O que em nome dos Deuses ele estava tentando fazer? Por que não simplesmente deixar o Cavaleiro terminar seu trabalho e seguir seu caminho?
Ninguém sabia. Nem mesmo Thomas sabia o porquê.
O Cavaleiro continuou a fazer o que estava fazendo, ignorando Thomas que se aproximava lentamente.
— Com licença, Sor. Eu sou filho do Lorde Marcell.
O Cavaleiro continuava o ignorando, mas Thomas queria agradecê-lo de alguma forma.
Andou em direção à carruagem e pegou algo dourado de dentro. Era um dos presentes que seria dado à Rainha, mas isso não importava muito naquele momento.
— Tome — disse, estendendo o objeto para o Cavaleiro. — Isso seria entregue à Rainha, mas se não fosse por você eu não estaria vivo, então, pegue-o.
— Não preciso de seu ouro. — Caminhou em direção ao seu corcel que estava entre as árvores. Ele havia achado um pedaço de pergaminho no corpo, já sem vida, do líder.
Thomas olhou o objeto por uns segundos. Pensou que talvez o Cavaleiro realmente não precisasse daquilo. Ele tinha uma espada de ouro!
Correu seguindo-o.
— E os homens que fugiram? — perguntou.
O Cavaleiro abaixou-se para apanhar o arco e algumas flechas que havia jogado alguns minutos atrás.
— Estarão mortos antes do anoitecer — falou tranquilo, colocando o arco nas costas, junto com flechas.
Thomas se assustou com aquelas palavras, pois ele sabia que eram verdadeiras.
— Nós estávamos indo para o Palácio, para a festa da Rainha que será daqui a alguns dias. Você conhece a Rainha, certo? Fizemos uma pequena pausa em nossa viagem, quando fomos atacados por esse grupo de ladrões. Meu nome é Thomas, a propósito — falou rapidamente e sorriu nervoso.
— Você fala demais! — disse o Cavaleiro, agora olhando-o fixamente. Aqueles olhos negros faziam o corpo de Thomas arrepiar.
Thomas costumava falar muito, principalmente em momentos de nervosismo. E realmente, havia motivo de estar nervoso, ele nunca tinha enfrentado uma situação de perigo como aquela e o Cavaleiro havia acabado de salvar sua vida. Ele estava muito grato.

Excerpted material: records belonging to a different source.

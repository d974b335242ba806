//! Evaluation engine for benchmarking SQL-generating remote agents.
//!
//! Ties together the gold task catalog, execution adapter, comparator,
//! scorer, error classifier, resilient client and orchestrator into a
//! single entry point.

pub mod artifact;
pub mod catalog;
pub mod classifier;
pub mod comparator;
pub mod config;
pub mod error;
pub mod execution;
pub mod logging;
pub mod orchestrator;
pub mod resilience;
pub mod scorer;
pub mod types;

use std::collections::HashMap;
use std::sync::Arc;

use tokio_stream::wrappers::ReceiverStream;
use tracing::info;

pub use error::{CoreError, CoreResult};

use catalog::GoldTaskCatalog;
use config::AppConfig;
use execution::{ExecutionAdapter, SqliteExecutionAdapter};
use orchestrator::Orchestrator;
use resilience::ResilientClient;
use types::{RawAssessmentConfig, TaskUpdate};

const BASIC_SCHEMA_FIXTURE: &str = include_str!("../fixtures/basic_schema.sql");
const ENTERPRISE_SCHEMA_FIXTURE: &str = include_str!("../fixtures/enterprise_schema.sql");

/// Top-level coordinator: owns the catalog, the per-schema execution
/// adapters, and the resilient client, and exposes `assess()` as the
/// single public entry point.
pub struct EvaluationEngine {
    catalog: Arc<GoldTaskCatalog>,
    basic_adapter: Arc<dyn ExecutionAdapter>,
    enterprise_adapter: Arc<dyn ExecutionAdapter>,
    client: Arc<ResilientClient>,
}

impl EvaluationEngine {
    pub async fn new() -> Result<Self, CoreError> {
        let app_config = AppConfig::load()?;
        info!(gold_tasks_path = %app_config.gold_tasks_path, "loading gold task catalog");
        let catalog = GoldTaskCatalog::load(&app_config.gold_tasks_path).await?;

        let basic_adapter = SqliteExecutionAdapter::open_in_memory(BASIC_SCHEMA_FIXTURE)
            .await
            .map_err(|e| CoreError::Execution(format!("initializing basic reference database: {e}")))?;
        let enterprise_adapter = SqliteExecutionAdapter::open_in_memory(ENTERPRISE_SCHEMA_FIXTURE)
            .await
            .map_err(|e| CoreError::Execution(format!("initializing enterprise reference database: {e}")))?;

        Ok(Self {
            catalog: Arc::new(catalog),
            basic_adapter: Arc::new(basic_adapter),
            enterprise_adapter: Arc::new(enterprise_adapter),
            client: Arc::new(ResilientClient::new()),
        })
    }

    /// Runs one assessment and returns the progress stream. The reference
    /// database is selected up front from the raw `schema` field; full
    /// validation still happens inside the orchestrator once the request
    /// reaches it.
    pub fn assess(
        &self,
        participants: HashMap<String, String>,
        raw_config: RawAssessmentConfig,
    ) -> ReceiverStream<TaskUpdate> {
        let adapter = match raw_config.schema.as_deref() {
            Some("enterprise") => self.enterprise_adapter.clone(),
            _ => self.basic_adapter.clone(),
        };

        let orchestrator = Arc::new(Orchestrator::new(self.catalog.clone(), adapter, self.client.clone()));
        orchestrator.assess(participants, raw_config)
    }
}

Ficaram ali se olhando por alguns segundos, até que um grupo de homens, montados em seus cavalos, apareceu. Eles trajavam armaduras escuras, com um desenho de uma grande rosa-vermelha gravada no peito.
Thomas já havia visto aquela rosa em algum lugar.

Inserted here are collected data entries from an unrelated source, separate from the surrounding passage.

//! Process-wide configuration.
//!
//! Per-assessment options travel with each request (see
//! `types::RawAssessmentConfig`); this only covers the defaults and paths
//! the process needs at startup, loaded via the `config` crate layered
//! over `SQLBENCH_`-prefixed environment variables.

use serde::Deserialize;

use crate::error::CoreError;

#[derive(Debug, Clone, Deserialize)]
pub struct AppConfig {
    #[serde(default = "default_gold_tasks_path")]
    pub gold_tasks_path: String,
    #[serde(default = "default_dialect")]
    pub default_dialect: String,
    #[serde(default = "default_scorer_preset")]
    pub default_scorer_preset: String,
    #[serde(default = "default_log_level")]
    pub bind_log_level: String,
}

fn default_gold_tasks_path() -> String {
    "fixtures/gold_tasks.json".to_string()
}

fn default_dialect() -> String {
    "sqlite".to_string()
}

fn default_scorer_preset() -> String {
    "default".to_string()
}

fn default_log_level() -> String {
    "info".to_string()
}

impl AppConfig {
    pub fn load() -> Result<Self, CoreError> {
        config::Config::builder()
            .set_default("gold_tasks_path", default_gold_tasks_path())
            .map_err(config_err)?
            .set_default("default_dialect", default_dialect())
            .map_err(config_err)?
            .set_default("default_scorer_preset", default_scorer_preset())
            .map_err(config_err)?
            .set_default("bind_log_level", default_log_level())
            .map_err(config_err)?
            .add_source(config::Environment::with_prefix("SQLBENCH"))
            .build()
            .map_err(config_err)?
            .try_deserialize()
            .map_err(config_err)
    }
}

fn config_err(e: config::ConfigError) -> CoreError {
    CoreError::Configuration(e.to_string())
}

O símbolo da Rainha! Aqueles homens eram guardas do Castelo.
— Você está bem? — perguntou um dos homens.
Era um pouco mais velho que Thomas. De cabelos claros e olhos verdes que passearam de Thomas até os guardas de seu pai e, por fim, pararam no Cavaleiro.
Ao contrário dos outros, ele não usava armadura. Apenas um traje escuro com o mesmo desenho da rosa-vermelha.
O Cavaleiro fez um sinal positivo com a cabeça e andou até o seu cavalo.
— Pegue seus homens e saia da floresta. Alguns daqueles ladrões ainda estão por aí — disse na direção de Thomas e, com um movimento rápido, já se encontrava montado em seu cavalo. — Não terá tanta sorte da próxima vez.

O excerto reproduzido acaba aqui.